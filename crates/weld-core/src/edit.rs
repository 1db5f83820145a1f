//! Parameter edit state machine.

use crate::{
    input::InputEvent,
    settings::{SettingsLimits, WeldSettings},
};

/// Which settings field the operator is editing.
#[derive(Clone, Copy, Debug, Default, Eq, PartialEq)]
pub enum Field {
    #[default]
    RepeatCount,
    Delay,
}

impl Field {
    pub const fn toggled(self) -> Self {
        match self {
            Self::RepeatCount => Self::Delay,
            Self::Delay => Self::RepeatCount,
        }
    }

    /// Display row holding this field.
    pub const fn row(self) -> u8 {
        match self {
            Self::RepeatCount => 0,
            Self::Delay => 1,
        }
    }
}

/// Applies input events to the settings field selected by the cursor.
///
/// Every step saturates at the field bounds; nothing wraps and nothing
/// reaches zero.
#[derive(Clone, Copy, Debug, Eq, PartialEq)]
pub struct ParameterEditor {
    limits: SettingsLimits,
    coarse_step: u16,
}

impl ParameterEditor {
    pub const fn new(limits: SettingsLimits, coarse_step: u16) -> Self {
        Self {
            limits,
            coarse_step,
        }
    }

    pub const fn limits(&self) -> SettingsLimits {
        self.limits
    }

    /// Returns whether the settings or the cursor changed.
    pub fn apply(&self, event: InputEvent, settings: &mut WeldSettings, cursor: &mut Field) -> bool {
        match event {
            InputEvent::ToggleField => {
                *cursor = cursor.toggled();
                true
            }
            InputEvent::Increment => self.adjust(settings, *cursor, 1, true),
            InputEvent::Decrement => self.adjust(settings, *cursor, 1, false),
            InputEvent::IncrementFast => self.adjust(settings, *cursor, self.coarse_step, true),
            InputEvent::DecrementFast => self.adjust(settings, *cursor, self.coarse_step, false),
            InputEvent::Fire => false,
        }
    }

    fn adjust(&self, settings: &mut WeldSettings, field: Field, step: u16, up: bool) -> bool {
        match field {
            Field::RepeatCount => {
                let current = settings.repeat_count as u16;
                let next = step_value(current, step, up, self.limits.max_repeat_count as u16);
                // Bounded by max_repeat_count, which is a u8.
                let next = next as u8;
                if next == settings.repeat_count {
                    return false;
                }
                settings.repeat_count = next;
            }
            Field::Delay => {
                let next = step_value(settings.delay_ms, step, up, self.limits.max_delay_ms);
                if next == settings.delay_ms {
                    return false;
                }
                settings.delay_ms = next;
            }
        }
        true
    }
}

fn step_value(current: u16, step: u16, up: bool, max: u16) -> u16 {
    if up {
        if current >= max {
            return current;
        }
        current.saturating_add(step).min(max)
    } else {
        current.saturating_sub(step).max(1)
    }
}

━━━━━━━━

TASK INSTRUCTIONS
From the listing above, copy every line where the string "true" is found.

OUTPUT OF THE EXERCISE
                true
            InputEvent::Increment => self.adjust(settings, *cursor, 1, true),
            InputEvent::IncrementFast => self.adjust(settings, *cursor, self.coarse_step, true),
        true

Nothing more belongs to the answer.